Décès de Kine VEYER, infirmière, dirigeante et bâtisseuse du collectif professionnel

17 octobre 2025

Infirmière enga­gée, Kine Veyer a marqué de son empreinte la pro­fes­sion par son action à la fois ordi­nale, syn­di­cale et fédé­ra­trice. Ancienne direc­trice des soins à l’APHP, elle a œuvré pour la qua­lité des pra­ti­ques et la trans­mis­sion des savoirs.
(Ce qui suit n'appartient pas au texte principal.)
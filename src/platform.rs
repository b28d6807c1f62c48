//! Platform-specific configuration

use crossterm::event::{KeyCode, KeyEvent, KeyModifiers};

/// Extra modifier accepted for the copy shortcut on macOS (Cmd key).
/// Elsewhere Ctrl+C quits the app, so only plain `c` copies.
#[cfg(target_os = "macos")]
pub const COPY_MODIFIER: Option<KeyModifiers> = Some(KeyModifiers::SUPER);

#[cfg(not(target_os = "macos"))]
pub const COPY_MODIFIER: Option<KeyModifiers> = None;

/// Submit shortcut display for help text
/// Ctrl+S works on all platforms
pub const SUBMIT_SHORTCUT: &str = "Ctrl+S";

/// Reset shortcut display
pub const RESET_SHORTCUT: &str = "Ctrl+R";

/// Copy payload shortcut display
/// - macOS: "Cmd+C"
/// - Linux/Windows: "c"
#[cfg(target_os = "macos")]
pub const COPY_SHORTCUT: &str = "Cmd+C";

#[cfg(not(target_os = "macos"))]
pub const COPY_SHORTCUT: &str = "c";

/// Ctrl held without Alt. Windows reports AltGr as Ctrl+Alt, and AltGr
/// combinations are ordinary characters (`@`, `#` on many layouts).
pub fn is_command(modifiers: KeyModifiers) -> bool {
    modifiers.contains(KeyModifiers::CONTROL) && !modifiers.contains(KeyModifiers::ALT)
}

/// Whether `key` copies the submitted payload
pub fn is_copy_key(key: &KeyEvent) -> bool {
    if key.code != KeyCode::Char('c') {
        return false;
    }
    key.modifiers.is_empty() || COPY_MODIFIER.is_some_and(|m| key.modifiers == m)
}
//! Button component for TUI

use ratatui::{
    layout::{Alignment, Rect},
    style::{Color, Modifier, Style},
    widgets::{Block, Borders, Paragraph},
    Frame,
};

/// Button height in rows (top border + content + bottom border)
pub const BUTTON_HEIGHT: u16 = 3;

/// Style for a button's label
fn label_style(is_selected: bool, accent: Option<Color>) -> Style {
    if is_selected {
        Style::default()
            .fg(Color::Black)
            .bg(accent.unwrap_or(Color::Cyan))
            .add_modifier(Modifier::BOLD)
    } else {
        Style::default().fg(accent.unwrap_or(Color::White))
    }
}

/// Render a bordered button, filled with `accent` when selected
pub fn render_button(
    frame: &mut Frame,
    area: Rect,
    content: &str,
    is_selected: bool,
    accent: Option<Color>,
) {
    let border_style = if is_selected {
        Style::default().fg(Color::Cyan)
    } else {
        Style::default().fg(Color::DarkGray)
    };

    let paragraph = Paragraph::new(format!(" {content} "))
        .style(label_style(is_selected, accent))
        .alignment(Alignment::Center);
    let block = Block::default()
        .borders(Borders::ALL)
        .border_style(border_style);

    frame.render_widget(paragraph.block(block), area);
}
Première pré­si­dente du Conseil régio­nal de l’Ordre des infir­miers d’Île-de-France (2009–2018), elle a porté haut la voix des soi­gnants dans les débuts par­fois dif­fi­ci­les de l’ins­ti­tu­tion. Élue au pre­mier Bureau natio­nal du Conseil natio­nal de l’Ordre des infir­miers, elle en fut la doyenne, pré­si­dant la réu­nion d’ins­tal­la­tion du Conseil natio­nal en jan­vier 2009. Elle a pré­sidé la com­mis­sion Ethique et déon­to­lo­gie du CNOI dès sa créa­tion.

Pionnière des coo­pé­ra­tions inter­na­tio­na­les, elle fut à l’ori­gine de l’Accord de reconnais­sance mutuelle France–Québec, faci­li­tant la mobi­lité et la reconnais­sance des infir­miè­res entre les deux pays. En tant que conseillère natio­nale délé­guée à l’ARM, elle a super­visé avec rigueur et bien­veillance les stages d’infir­miè­res qué­bé­coi­ses venues exer­cer en France, dans un esprit d’ouver­ture et de par­tage pro­fes­sion­nel.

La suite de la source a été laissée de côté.